### EXERCISE REQUIREMENTS:
Would you transcribe each of the entries exactly, with nothing added or dropped?

(Stored items)

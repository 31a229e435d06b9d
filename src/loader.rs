//! Builders for the graph, lexicon, and frequency store from tabular records.
//!
//! Each builder consumes an iterator of record lines and returns an immutable
//! snapshot. Record formats:
//!
//! - synset content: `id,word1 word2 word3[,gloss]` — fields after the word
//!   list are ignored
//! - relation edges: `parentId,childId1,childId2,...`
//! - word counts: `word<TAB>year<TAB>count`
//! - corpus totals: `year,totalCount[,...]`
//!
//! Malformed records are fatal ([`LexnetError::Parse`]): the engine never
//! serves queries over data it could not interpret. Edges it can interpret
//! but not apply (dangling references, duplicates) are reported in the
//! returned [`LoadReport`] and skipped, so one bad edge never prevents the
//! rest of the graph from loading.

use std::fs;
use std::path::Path;

use ahash::{AHashMap, AHashSet};
use serde::{Deserialize, Serialize};
use tracing::warn;

use crate::error::{LexnetError, Result};
use crate::graph::RelationGraph;
use crate::lexicon::Lexicon;
use crate::ngram::{FrequencyStore, TimeSeries};

/// A non-fatal problem encountered while loading relation edges.
#[derive(Debug, Clone, PartialEq, Eq, Serialize, Deserialize)]
pub enum LoadWarning {
    /// An edge named a node id that was not present; the edge was skipped.
    InvalidReference {
        /// Parent endpoint of the skipped edge.
        parent: u32,
        /// Child endpoint of the skipped edge.
        child: u32,
    },
    /// An edge appeared more than once; later occurrences were ignored.
    DuplicateEdge {
        /// Parent endpoint of the repeated edge.
        parent: u32,
        /// Child endpoint of the repeated edge.
        child: u32,
    },
}

/// Structured diagnostics returned by the graph load step.
#[derive(Debug, Clone, Default, PartialEq, Eq, Serialize, Deserialize)]
pub struct LoadReport {
    /// Number of nodes in the loaded graph.
    pub nodes_loaded: usize,
    /// Number of distinct edges in the loaded graph.
    pub edges_loaded: u64,
    /// Records that were skipped rather than applied.
    pub warnings: Vec<LoadWarning>,
}

/// Build a [`Lexicon`] from synset content records.
pub fn build_lexicon<I, S>(records: I) -> Result<Lexicon>
where
    I: IntoIterator<Item = S>,
    S: AsRef<str>,
{
    let mut contents: AHashMap<u32, AHashSet<String>> = AHashMap::new();
    for record in records {
        let record = record.as_ref().trim();
        if record.is_empty() {
            continue;
        }
        let mut fields = record.splitn(3, ',');
        let id = parse_id(fields.next().unwrap_or_default(), record)?;
        let words = fields.next().ok_or_else(|| {
            LexnetError::parse(format!("synset record '{record}' has no word list"))
        })?;
        let word_set: AHashSet<String> = words
            .split_whitespace()
            .map(|word| word.to_string())
            .collect();
        contents.insert(id, word_set);
    }
    Ok(Lexicon::new(contents))
}

/// Build a [`RelationGraph`] from edge records, returning the graph together
/// with a [`LoadReport`] of skipped records.
///
/// Node ids named by a record are added before its edges, so a well-formed
/// record never dangles; the report still captures duplicates and any edge
/// the graph rejects.
pub fn build_graph<I, S>(records: I) -> Result<(RelationGraph, LoadReport)>
where
    I: IntoIterator<Item = S>,
    S: AsRef<str>,
{
    let mut graph = RelationGraph::new();
    let mut warnings = Vec::new();
    for record in records {
        let record = record.as_ref().trim();
        if record.is_empty() {
            continue;
        }
        let mut fields = record.split(',');
        let parent = parse_id(fields.next().unwrap_or_default(), record)?;
        graph.add_node(parent);
        for field in fields {
            let child = parse_id(field, record)?;
            graph.add_node(child);
            match graph.add_edge(parent, child) {
                Ok(true) => {}
                Ok(false) => {
                    warn!(parent, child, "duplicate edge ignored");
                    warnings.push(LoadWarning::DuplicateEdge { parent, child });
                }
                Err(LexnetError::InvalidReference { parent, child }) => {
                    warn!(parent, child, "dangling edge skipped");
                    warnings.push(LoadWarning::InvalidReference { parent, child });
                }
                Err(other) => return Err(other),
            }
        }
    }
    let report = LoadReport {
        nodes_loaded: graph.node_count(),
        edges_loaded: graph.edge_count(),
        warnings,
    };
    Ok((graph, report))
}

/// Build a [`FrequencyStore`] from per-word count records and corpus total
/// records.
pub fn build_frequency_store<I, J, S, T>(word_records: I, total_records: J) -> Result<FrequencyStore>
where
    I: IntoIterator<Item = S>,
    J: IntoIterator<Item = T>,
    S: AsRef<str>,
    T: AsRef<str>,
{
    let mut words: AHashMap<String, TimeSeries> = AHashMap::new();
    for record in word_records {
        let record = record.as_ref().trim();
        if record.is_empty() {
            continue;
        }
        let fields: Vec<&str> = record.split('\t').collect();
        if fields.len() != 3 {
            return Err(LexnetError::parse(format!(
                "word count record '{record}' must have word, year, and count fields"
            )));
        }
        let year = parse_year(fields[1], record)?;
        let count = parse_count(fields[2], record)?;
        words
            .entry(fields[0].to_string())
            .or_default()
            .insert(year, count);
    }

    let mut totals = TimeSeries::new();
    for record in total_records {
        let record = record.as_ref().trim();
        if record.is_empty() {
            continue;
        }
        let mut fields = record.split(',');
        let year = parse_year(fields.next().unwrap_or_default(), record)?;
        let count = parse_count(
            fields.next().ok_or_else(|| {
                LexnetError::parse(format!("total count record '{record}' has no count field"))
            })?,
            record,
        )?;
        totals.insert(year, count);
    }

    Ok(FrequencyStore::new(words, totals))
}

/// Read synset content records from a file and build a [`Lexicon`].
pub fn lexicon_from_path<P: AsRef<Path>>(path: P) -> Result<Lexicon> {
    let data = fs::read_to_string(path)?;
    build_lexicon(data.lines())
}

/// Read edge records from a file and build a [`RelationGraph`].
pub fn graph_from_path<P: AsRef<Path>>(path: P) -> Result<(RelationGraph, LoadReport)> {
    let data = fs::read_to_string(path)?;
    build_graph(data.lines())
}

/// Read word count and corpus total records from files and build a
/// [`FrequencyStore`].
pub fn frequency_store_from_path<P: AsRef<Path>>(
    words_path: P,
    totals_path: P,
) -> Result<FrequencyStore> {
    let word_data = fs::read_to_string(words_path)?;
    let total_data = fs::read_to_string(totals_path)?;
    build_frequency_store(word_data.lines(), total_data.lines())
}

fn parse_id(field: &str, record: &str) -> Result<u32> {
    field
        .trim()
        .parse::<u32>()
        .map_err(|_| LexnetError::parse(format!("invalid synset id '{field}' in record '{record}'")))
}

fn parse_year(field: &str, record: &str) -> Result<i32> {
    field
        .trim()
        .parse::<i32>()
        .map_err(|_| LexnetError::parse(format!("invalid year '{field}' in record '{record}'")))
}

fn parse_count(field: &str, record: &str) -> Result<f64> {
    let count = field
        .trim()
        .parse::<f64>()
        .map_err(|_| LexnetError::parse(format!("invalid count '{field}' in record '{record}'")))?;
    if count < 0.0 {
        return Err(LexnetError::parse(format!(
            "negative count '{field}' in record '{record}'"
        )));
    }
    Ok(count)
}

### COMPLETED EXERCISE:
repository 31a229e435d06b9d
filename src/loader.rs
//! Builders for the graph, lexicon, and frequency store from tabular records.
//!
//! Each builder consumes an iterator of record lines and returns an immutable
//! snapshot. Record formats:
//!
//! - synset content: `id,word1 word2 word3[,gloss]` — fields after the word
//!   list are ignored
//! - relation edges: `parentId,childId1,childId2,...`
//! - word counts: `word<TAB>year<TAB>count`
//! - corpus totals: `year,totalCount[,...]`
//!
//! Malformed records are fatal ([`LexnetError::Parse`]): the engine never
//! serves queries over data it could not interpret. Edges it can interpret
//! but not apply (dangling references, duplicates) are reported in the
//! returned [`LoadReport`] and skipped, so one bad edge never prevents the
//! rest of the graph from loading.

use std::fs;
use std::path::Path;

use ahash::{AHashMap, AHashSet};
use serde::{Deserialize, Serialize};
use tracing::warn;

use crate::error::{LexnetError, Result};
use crate::graph::RelationGraph;
use crate::lexicon::Lexicon;
use crate::ngram::{FrequencyStore, TimeSeries};

/// A non-fatal problem encountered while loading relation edges.
#[derive(Debug, Clone, PartialEq, Eq, Serialize, Deserialize)]
pub enum LoadWarning {
    /// An edge named a node id that was not present; the edge was skipped.
    InvalidReference {
        /// Parent endpoint of the skipped edge.
        parent: u32,
        /// Child endpoint of the skipped edge.
        child: u32,
    },
    /// An edge appeared more than once; later occurrences were ignored.
    DuplicateEdge {
        /// Parent endpoint of the repeated edge.
        parent: u32,
        /// Child endpoint of the repeated edge.
        child: u32,
    },
}

/// Structured diagnostics returned by the graph load step.
#[derive(Debug, Clone, Default, PartialEq, Eq, Serialize, Deserialize)]
pub struct LoadReport {
    /// Number of nodes in the loaded graph.
    pub nodes_loaded: usize,
    /// Number of distinct edges in the loaded graph.
    pub edges_loaded: u64,
    /// Records that were skipped rather than applied.
    pub warnings: Vec<LoadWarning>,
}

/// Build a [`Lexicon`] from synset content records.
pub fn build_lexicon<I, S>(records: I) -> Result<Lexicon>
where
    I: IntoIterator<Item = S>,
    S: AsRef<str>,
{
    let mut contents: AHashMap<u32, AHashSet<String>> = AHashMap::new();
    for record in records {
        let record = record.as_ref().trim();
        if record.is_empty() {
            continue;
        }
        let mut fields = record.splitn(3, ',');
        let id = parse_id(fields.next().unwrap_or_default(), record)?;
        let words = fields.next().ok_or_else(|| {
            LexnetError::parse(format!("synset record '{record}' has no word list"))
        })?;
        let word_set: AHashSet<String> = words
            .split_whitespace()
            .map(|word| word.to_string())
            .collect();
        contents.insert(id, word_set);
    }
    Ok(Lexicon::new(contents))
}

/// Build a [`RelationGraph`] from edge records, returning the graph together
/// with a [`LoadReport`] of skipped records.
///
/// Node ids named by a record are added before its edges, so a well-formed
/// record never dangles; the report still captures duplicates and any edge
/// the graph rejects.
pub fn build_graph<I, S>(records: I) -> Result<(RelationGraph, LoadReport)>
where
    I: IntoIterator<Item = S>,
    S: AsRef<str>,
{
    let mut graph = RelationGraph::new();
    let mut warnings = Vec::new();
    for record in records {
        let record = record.as_ref().trim();
        if record.is_empty() {
            continue;
        }
        let mut fields = record.split(',');
        let parent = parse_id(fields.next().unwrap_or_default(), record)?;
        graph.add_node(parent);
        for field in fields {
            let child = parse_id(field, record)?;
            graph.add_node(child);
            match graph.add_edge(parent, child) {
                Ok(true) => {}
                Ok(false) => {
                    warn!(parent, child, "duplicate edge ignored");
                    warnings.push(LoadWarning::DuplicateEdge { parent, child });
                }
                Err(LexnetError::InvalidReference { parent, child }) => {
                    warn!(parent, child, "dangling edge skipped");
                    warnings.push(LoadWarning::InvalidReference { parent, child });
                }
                Err(other) => return Err(other),
            }
        }
    }
    let report = LoadReport {
        nodes_loaded: graph.node_count(),
        edges_loaded: graph.edge_count(),
        warnings,
    };
    Ok((graph, report))
}

/// Build a [`FrequencyStore`] from per-word count records and corpus total
/// records.
pub fn build_frequency_store<I, J, S, T>(word_records: I, total_records: J) -> Result<FrequencyStore>
where
    I: IntoIterator<Item = S>,
    J: IntoIterator<Item = T>,
    S: AsRef<str>,
    T: AsRef<str>,
{
    let mut words: AHashMap<String, TimeSeries> = AHashMap::new();
    for record in word_records {
        let record = record.as_ref().trim();
        if record.is_empty() {
            continue;
        }
        let fields: Vec<&str> = record.split('\t').collect();
        if fields.len() != 3 {
            return Err(LexnetError::parse(format!(
                "word count record '{record}' must have word, year, and count fields"
            )));
        }
        let year = parse_year(fields[1], record)?;
        let count = parse_count(fields[2], record)?;
        words
            .entry(fields[0].to_string())
            .or_default()
            .insert(year, count);
    }

    let mut totals = TimeSeries::new();
    for record in total_records {
        let record = record.as_ref().trim();
        if record.is_empty() {
            continue;
        }
        let mut fields = record.split(',');
        let year = parse_year(fields.next().unwrap_or_default(), record)?;
        let count = parse_count(
            fields.next().ok_or_else(|| {
                LexnetError::parse(format!("total count record '{record}' has no count field"))
            })?,
            record,
        )?;
        totals.insert(year, count);
    }

    Ok(FrequencyStore::new(words, totals))
}

/// Read synset content records from a file and build a [`Lexicon`].
pub fn lexicon_from_path<P: AsRef<Path>>(path: P) -> Result<Lexicon> {
    let data = fs::read_to_string(path)?;
    build_lexicon(data.lines())
}

/// Read edge records from a file and build a [`RelationGraph`].
pub fn graph_from_path<P: AsRef<Path>>(path: P) -> Result<(RelationGraph, LoadReport)> {
    let data = fs::read_to_string(path)?;
    build_graph(data.lines())
}

/// Read word count and corpus total records from files and build a
/// [`FrequencyStore`].
pub fn frequency_store_from_path<P: AsRef<Path>>(
    words_path: P,
    totals_path: P,
) -> Result<FrequencyStore> {
    let word_data = fs::read_to_string(words_path)?;
    let total_data = fs::read_to_string(totals_path)?;
    build_frequency_store(word_data.lines(), total_data.lines())
}

fn parse_id(field: &str, record: &str) -> Result<u32> {
    field
        .trim()
        .parse::<u32>()
        .map_err(|_| LexnetError::parse(format!("invalid synset id '{field}' in record '{record}'")))
}

fn parse_year(field: &str, record: &str) -> Result<i32> {
    field
        .trim()
        .parse::<i32>()
        .map_err(|_| LexnetError::parse(format!("invalid year '{field}' in record '{record}'")))
}

fn parse_count(field: &str, record: &str) -> Result<f64> {
    let count = field
        .trim()
        .parse::<f64>()
        .map_err(|_| LexnetError::parse(format!("invalid count '{field}' in record '{record}'")))?;
    if count < 0.0 {
        return Err(LexnetError::parse(format!(
            "negative count '{field}' in record '{record}'"
        )));
    }
    Ok(count)
}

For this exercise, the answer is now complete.